Nagy C, Suderman M, Yang J, Szyf M, Mechawar N, Ernst C, Turecki G
1] McGill Group for Suicide Studies, Douglas Mental Health University Institute, McGill University, Montreal, QC, Canada [2] Integrated Program in Neuroscience, McGill University, Montreal, QC, Canada.
1] McGill Centre for Bioinformatics, McGill University, Montreal, QC, Canada [2] Sackler Program for Epigenetics and Developmental Psychobiology, McGill University, Montreal, QC, Canada.
Mol Psychiatry. 2015 Mar;20(3):320-8. doi: 10.1038/mp.2014.21. Epub 2014 Mar 25.

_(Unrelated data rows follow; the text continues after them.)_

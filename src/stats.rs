//! Summary statistics over a user's tasks.

use std::collections::{BTreeMap, HashSet};

use chrono::{Days, NaiveDate};
use serde::Serialize;

use crate::task::{Status, Task};

#[derive(Debug, Clone, PartialEq, Serialize)]
pub struct Stats {
    pub total: usize,
    pub completed: usize,
    /// Hours.
    pub time_spent: f64,
    /// Consecutive days ending today with at least one task.
    pub streak: u32,
    pub by_status: BTreeMap<String, usize>,
    pub by_category: BTreeMap<String, usize>,
}

impl Stats {
    pub fn compute(tasks: &[Task], today: NaiveDate) -> Self {
        let mut by_status: BTreeMap<String, usize> = Status::ALL
            .iter()
            .map(|status| (status.as_str().to_string(), 0))
            .collect();
        let mut by_category: BTreeMap<String, usize> = BTreeMap::new();
        for task in tasks {
            *by_status.entry(task.status.as_str().to_string()).or_default() += 1;
            *by_category.entry(task.category.clone()).or_default() += 1;
        }

        Self {
            total: tasks.len(),
            completed: tasks
                .iter()
                .filter(|task| task.status == Status::Completed)
                .count(),
            time_spent: tasks.iter().map(|task| task.time_spent).sum(),
            streak: streak(tasks, today),
            by_status,
            by_category,
        }
    }

    /// `3.5h` style rendering of the time total.
    pub fn time_spent_label(&self) -> String {
        format!("{:.1}h", self.time_spent)
    }
}

/// Walk back from `today` while each day has a task. Future-dated tasks
/// never extend the streak.
pub fn streak(tasks: &[Task], today: NaiveDate) -> u32 {
    let days: HashSet<NaiveDate> = tasks.iter().map(|task| task.date).collect();
    let mut count = 0;
    let mut day = today;
    while days.contains(&day) {
        count += 1;
        match day.checked_sub_days(Days::new(1)) {
            Some(previous) => day = previous,
            None => break,
        }
    }
    count
}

Astrocytes are glial cells specific to the central nervous system and involved in numerous brain functions, including regulation of synaptic transmission and of immune reactions. There is mounting evidence suggesting astrocytic dysfunction in psychopathologies such as major depression, however, little is known about the underlying etiological mechanisms. Here we report a two-stage study investigating genome-wide DNA methylation associated with astrocytic markers in depressive psychopathology. We first characterized prefrontal cortex samples from 121 individuals (76 who died during a depressive episode and 45 healthy controls) for the astrocytic markers GFAP, ALDH1L1, SOX9, GLUL, SCL1A3, GJA1 and GJB6. A subset of 22 cases with consistently downregulated astrocytic markers was then compared with 17 matched controls using methylation binding domain-2 (MBD2) sequencing followed by validation with high-resolution melting and bisulfite Sanger sequencing. With these data, we generated a genome-wide methylation map unique to altered astrocyte-associated depressive psychopathology. The map revealed differentially methylated regions (DMRs) between cases and controls, the majority of which displayed reduced methylation levels in cases. Among intragenic DMRs, those found in GRIK2 (glutamate receptor, ionotropic kainate 2) and BEGAIN (brain-enriched guanylate kinase-associated protein) were most significant and also showed significant correlations with gene expression. Cell-sorted fractions were investigated and demonstrated an important non-neuronal contribution of methylation status in BEGAIN. Functional cell assays revealed promoter and enhancer-like properties in this region that were markedly decreased by methylation. Furthermore, a large number of our DMRs overlapped known Encyclopedia of DNA elements (ENCODE)-identified regulatory elements. Taken together, our data indicate significant differences in the methylation patterns specific to astrocytic dysfunction associated with depressive psychopathology, providing a potential framework for better understanding this disease phenotype.
星形胶质细胞是中枢神经系统特有的神经胶质细胞,参与多种脑功能,包括调节突触传递和免疫反应。越来越多的证据表明,在诸如重度抑郁症等精神病理学中存在星形胶质细胞功能障碍,然而,其潜在的病因机制却知之甚少。在此,我们报告一项两阶段研究,该研究调查了与抑郁性精神病理学中星形胶质细胞标志物相关的全基因组DNA甲基化情况。我们首先对121名个体(76名在抑郁发作期间死亡者和45名健康对照者)的前额叶皮质样本进行星形胶质细胞标志物GFAP、ALDH1L1、SOX9、GLUL、SCL1A3、GJA1和GJB6的特征分析。然后,使用甲基化结合结构域2(MBD2)测序法,将22例星形胶质细胞标志物持续下调的病例子集与17名匹配对照进行比较,随后通过高分辨率熔解和亚硫酸氢盐桑格测序法进行验证。利用这些数据,我们生成了与星形胶质细胞改变相关的抑郁性精神病理学特有的全基因组甲基化图谱。该图谱揭示了病例组和对照组之间的差异甲基化区域(DMR),其中大多数在病例组中显示甲基化水平降低。在基因内DMR中,在GRIK2(离子型红藻氨酸盐2型谷氨酸受体)和BEGAIN(脑富集鸟苷酸激酶相关蛋白)中发现的DMR最为显著,并且还与基因表达呈显著相关性。对细胞分选组分进行了研究,结果表明BEGAIN中甲基化状态具有重要的非神经元作用。功能性细胞分析揭示了该区域中启动子和增强子样特性,这些特性因甲基化而显著降低。此外,我们的大量DMR与已知的DNA元件百科全书(ENCODE)鉴定的调控元件重叠。综上所述,我们的数据表明,与抑郁性精神病理学相关的星形胶质细胞功能障碍特有的甲基化模式存在显著差异,为更好地理解这种疾病表型提供了一个潜在的框架。